WHAT IS REQUIRED: Your answer should be an exact copy of the lines from the start of the entries to the line containing "impl fmt::Display for", both included.

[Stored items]
// services/logpulse-client/src/api.rs
//
// HTTP client primitive: one JSON request per call against a pluggable transport
//

use std::collections::BTreeMap;
use std::fmt;
use std::sync::Arc;
use std::time::Instant;

use async_trait::async_trait;
use serde::de::DeserializeOwned;
use serde::Serialize;
use serde_json::Value;
use tracing::{debug, warn};

use svckit::errors::ApiError;
use svckit::metrics::{operation_label, record_request};

pub const CONTENT_TYPE: &str = "Content-Type";
pub const JSON_MEDIA_TYPE: &str = "application/json";

#[derive(Debug, Clone, Copy, PartialEq, Eq, Default)]
pub enum Method {
    #[default]
    Get,
    Post,
}

impl fmt::Display for Method {
    fn fmt(&self, f: &mut fmt::Formatter<'_>) -> fmt::Result {
        match self {
            Method::Get => f.write_str("GET"),
            Method::Post => f.write_str("POST"),
        }
    }
}

/// Request as handed to a transport: endpoint relative to the base URL,
/// headers already merged.
#[derive(Debug, Clone, PartialEq)]
pub struct OutboundRequest {
    pub method: Method,
    pub endpoint: String,
    pub headers: Vec<(String, String)>,
    pub body: Option<Vec<u8>>,
}

impl OutboundRequest {
    pub fn header(&self, name: &str) -> Option<&str> {
        self.headers
            .iter()
            .find(|(n, _)| n.eq_ignore_ascii_case(name))
            .map(|(_, v)| v.as_str())
    }
}

/// Status line and undecoded body of a response.
#[derive(Debug, Clone, PartialEq)]
pub struct RawResponse {
    pub status: u16,
    pub status_text: String,
    pub body: Vec<u8>,
}

impl RawResponse {
    pub fn new(status: u16, body: Vec<u8>) -> Self {
        Self {
            status,
            status_text: status_text(status).to_string(),
            body,
        }
    }

    pub fn json<T: Serialize>(status: u16, value: &T) -> Result<Self, ApiError> {
        Ok(Self::new(status, serde_json::to_vec(value)?))
    }

    pub fn is_success(&self) -> bool {
        (200..300).contains(&self.status)
    }
}

pub fn status_text(status: u16) -> &'static str {
    reqwest::StatusCode::from_u16(status)
        .ok()
        .and_then(|s| s.canonical_reason())
        .unwrap_or("")
}

/// Moves bytes for the client. Implementations never interpret status codes.
#[async_trait]
pub trait Transport: Send + Sync {
    async fn send(&self, request: OutboundRequest) -> Result<RawResponse, ApiError>;

    /// Short name for logs.
    fn name(&self) -> &'static str;
}

#[derive(Debug, Clone, PartialEq)]
pub enum ApiResponse {
    Json(Value),
    NoContent,
}

impl ApiResponse {
    /// Decodes the body, `None` for 204.
    pub fn into_json<T: DeserializeOwned>(self) -> Result<Option<T>, ApiError> {
        match self {
            ApiResponse::Json(value) => Ok(Some(serde_json::from_value(value)?)),
            ApiResponse::NoContent => Ok(None),
        }
    }
}

#[derive(Debug, Clone, Default)]
pub struct RequestOptions {
    pub method: Method,
    pub headers: Vec<(String, String)>,
    pub body: Option<Value>,
}

impl RequestOptions {
    pub fn get() -> Self {
        Self::default()
    }

    pub fn post<B: Serialize>(body: &B) -> Result<Self, ApiError> {
        Ok(Self {
            method: Method::Post,
            headers: Vec::new(),
            body: Some(serde_json::to_value(body)?),
        })
    }

    pub fn header(mut self, name: impl Into<String>, value: impl Into<String>) -> Self {
        self.headers.push((name.into(), value.into()));
        self
    }
}

/// Later layers win; names compare case-insensitively and keep the spelling
/// of the layer that set them last.
pub fn merge_headers<'a, I>(layers: I) -> Vec<(String, String)>
where
    I: IntoIterator<Item = &'a [(String, String)]>,
{
    let mut merged: Vec<(String, String)> = Vec::new();
    for layer in layers {
        for (name, value) in layer {
            match merged.iter_mut().find(|(n, _)| n.eq_ignore_ascii_case(name)) {
                Some(slot) => *slot = (name.clone(), value.clone()),
                None => merged.push((name.clone(), value.clone())),
            }
        }
    }
    merged
}

#[derive(Clone)]
pub struct ApiClient {
    transport: Arc<dyn Transport>,
    headers: Vec<(String, String)>,
}

impl ApiClient {
    pub fn new(transport: Arc<dyn Transport>) -> Self {
        Self {
            transport,
            headers: Vec::new(),
        }
    }

    /// Headers sent with every request, between the default content type and per-call headers.
    pub fn with_headers(mut self, headers: &BTreeMap<String, String>) -> Self {
        self.headers = headers.iter().map(|(k, v)| (k.clone(), v.clone())).collect();
        self
    }

    pub fn transport_name(&self) -> &'static str {
        self.transport.name()
    }

    pub async fn request(&self, endpoint: &str, options: RequestOptions) -> Result<ApiResponse, ApiError> {
        let defaults = [(CONTENT_TYPE.to_string(), JSON_MEDIA_TYPE.to_string())];
        let headers = merge_headers([&defaults[..], &self.headers[..], &options.headers[..]]);
        let body = options.body.as_ref().map(serde_json::to_vec).transpose()?;

        let request = OutboundRequest {
            method: options.method,
            endpoint: endpoint.to_string(),
            headers,
            body,
        };

        let operation = operation_label(endpoint);
        let started = Instant::now();
        let result = self.exchange(request).await;
        let elapsed = started.elapsed();
        record_request(&operation, result.is_ok(), elapsed.as_secs_f64());

        match &result {
            Ok(_) => debug!(
                "{} {} {} ok in {:?}",
                self.transport.name(),
                options.method,
                endpoint,
                elapsed
            ),
            Err(e) => warn!(
                "{} {} {} failed in {:?}: {}",
                self.transport.name(),
                options.method,
                endpoint,
                elapsed,
                e
            ),
        }
        result
    }

    async fn exchange(&self, request: OutboundRequest) -> Result<ApiResponse, ApiError> {
        let response = self.transport.send(request).await?;
        interpret(response)
    }

    pub async fn get<T: DeserializeOwned>(&self, endpoint: &str) -> Result<Option<T>, ApiError> {
        self.request(endpoint, RequestOptions::get()).await?.into_json()
    }

    pub async fn post<B: Serialize, T: DeserializeOwned>(&self, endpoint: &str, body: &B) -> Result<Option<T>, ApiError> {
        self.request(endpoint, RequestOptions::post(body)?).await?.into_json()
    }
}

/// Non-2xx becomes `ApiError::Status`, 204 is `NoContent`, anything else must be JSON.
pub fn interpret(response: RawResponse) -> Result<ApiResponse, ApiError> {
    if !response.is_success() {
        return Err(ApiError::from_status(
            response.status,
            &response.status_text,
            error_message(&response.body),
        ));
    }

    if response.status == 204 {
        return Ok(ApiResponse::NoContent);
    }

    let value: Value = serde_json::from_slice(&response.body)?;
    Ok(ApiResponse::Json(value))
}

fn error_message(body: &[u8]) -> Option<String> {
    let value: Value = serde_json::from_slice(body).unwrap_or_else(|_| Value::Object(Default::default()));
    value.get("message").and_then(Value::as_str).map(str::to_string)
}

#[cfg(test)]
mod tests {
    use super::*;
    use tokio::sync::Mutex;

    /// Answers every request with one canned response and keeps what it was sent.
    struct Canned {
        response: RawResponse,
        seen: Mutex<Vec<OutboundRequest>>,
    }

    impl Canned {
        fn new(status: u16, body: &str) -> Arc<Self> {
            Arc::new(Self {
                response: RawResponse::new(status, body.as_bytes().to_vec()),
                seen: Mutex::new(Vec::new()),
            })
        }
    }

    #[async_trait]
    impl Transport for Canned {
        async fn send(&self, request: OutboundRequest) -> Result<RawResponse, ApiError> {
            self.seen.lock().await.push(request);
            Ok(self.response.clone())
        }

        fn name(&self) -> &'static str {
            "canned"
        }
    }

    struct Unreachable;

    #[async_trait]
    impl Transport for Unreachable {
        async fn send(&self, _request: OutboundRequest) -> Result<RawResponse, ApiError> {
            Err(ApiError::Transport("connection refused".to_string()))
        }

        fn name(&self) -> &'static str {
            "unreachable"
        }
    }

    #[tokio::test]
    async fn test_no_content_is_not_parsed() {
        let transport = Canned::new(204, "not json at all");
        let client = ApiClient::new(transport);
        let response = client.request("/logs", RequestOptions::get()).await.unwrap();
        assert_eq!(response, ApiResponse::NoContent);
    }

    #[tokio::test]
    async fn test_error_message_from_body() {
        let client = ApiClient::new(Canned::new(500, r#"{"message":"boom"}"#));
        let err = client.request("/logs", RequestOptions::get()).await.unwrap_err();
        assert_eq!(err.to_string(), "boom");
        assert_eq!(err.status(), Some(500));
    }

    #[tokio::test]
    async fn test_error_message_synthesized() {
        let client = ApiClient::new(Canned::new(404, "<html>nope</html>"));
        let err = client.request("/logs", RequestOptions::get()).await.unwrap_err();
        assert_eq!(err.to_string(), "request failed: 404 Not Found");

        // A non-string message counts as missing.
        let client = ApiClient::new(Canned::new(400, r#"{"message":42}"#));
        let err = client.request("/logs", RequestOptions::get()).await.unwrap_err();
        assert_eq!(err.to_string(), "request failed: 400 Bad Request");
    }

    #[tokio::test]
    async fn test_malformed_success_body_is_an_error() {
        let client = ApiClient::new(Canned::new(200, "{truncated"));
        let err = client.request("/logs", RequestOptions::get()).await.unwrap_err();
        assert!(err.is_transport());
    }

    #[tokio::test]
    async fn test_transport_failure_propagates() {
        let client = ApiClient::new(Arc::new(Unreachable));
        let err = client.request("/logs", RequestOptions::get()).await.unwrap_err();
        assert_eq!(err, ApiError::Transport("connection refused".to_string()));
    }

    #[tokio::test]
    async fn test_header_layers() {
        let transport = Canned::new(200, "{}");
        let mut configured = BTreeMap::new();
        configured.insert("X-Team".to_string(), "ops".to_string());
        configured.insert("content-type".to_string(), "text/plain".to_string());

        let client = ApiClient::new(transport.clone()).with_headers(&configured);
        let options = RequestOptions::get().header("x-team", "payments");
        client.request("/dashboard/stats", options).await.unwrap();

        let seen = transport.seen.lock().await;
        let request = &seen[0];
        assert_eq!(request.header("Content-Type"), Some("text/plain"));
        assert_eq!(request.header("X-TEAM"), Some("payments"));
        assert_eq!(request.headers.len(), 2);
    }

    #[test]
    fn test_merge_keeps_first_position() {
        let a = vec![("Accept".to_string(), "a".to_string()), ("B".to_string(), "b".to_string())];
        let b = vec![("accept".to_string(), "c".to_string())];
        let merged = merge_headers([&a[..], &b[..]]);
        assert_eq!(merged[0], ("accept".to_string(), "c".to_string()));
        assert_eq!(merged.len(), 2);
    }

    #[tokio::test]
    async fn test_post_serializes_body() {
        let transport = Canned::new(201, r#"{"ok":true}"#);
        let client = ApiClient::new(transport.clone());
        let reply: Option<Value> = client.post("/logs", &serde_json::json!({"source": "api"})).await.unwrap();
        assert_eq!(reply, Some(serde_json::json!({"ok": true})));

        let seen = transport.seen.lock().await;
        assert_eq!(seen[0].method, Method::Post);
        assert_eq!(seen[0].body.as_deref(), Some(br#"{"source":"api"}"#.as_slice()));
    }
}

THE ANSWER:
// services/logpulse-client/src/api.rs
//
// HTTP client primitive: one JSON request per call against a pluggable transport
//

use std::collections::BTreeMap;
use std::fmt;
use std::sync::Arc;
use std::time::Instant;

use async_trait::async_trait;
use serde::de::DeserializeOwned;
use serde::Serialize;
use serde_json::Value;
use tracing::{debug, warn};

use svckit::errors::ApiError;
use svckit::metrics::{operation_label, record_request};

pub const CONTENT_TYPE: &str = "Content-Type";
pub const JSON_MEDIA_TYPE: &str = "application/json";

#[derive(Debug, Clone, Copy, PartialEq, Eq, Default)]
pub enum Method {
    #[default]
    Get,
    Post,
}

impl fmt::Display for Method {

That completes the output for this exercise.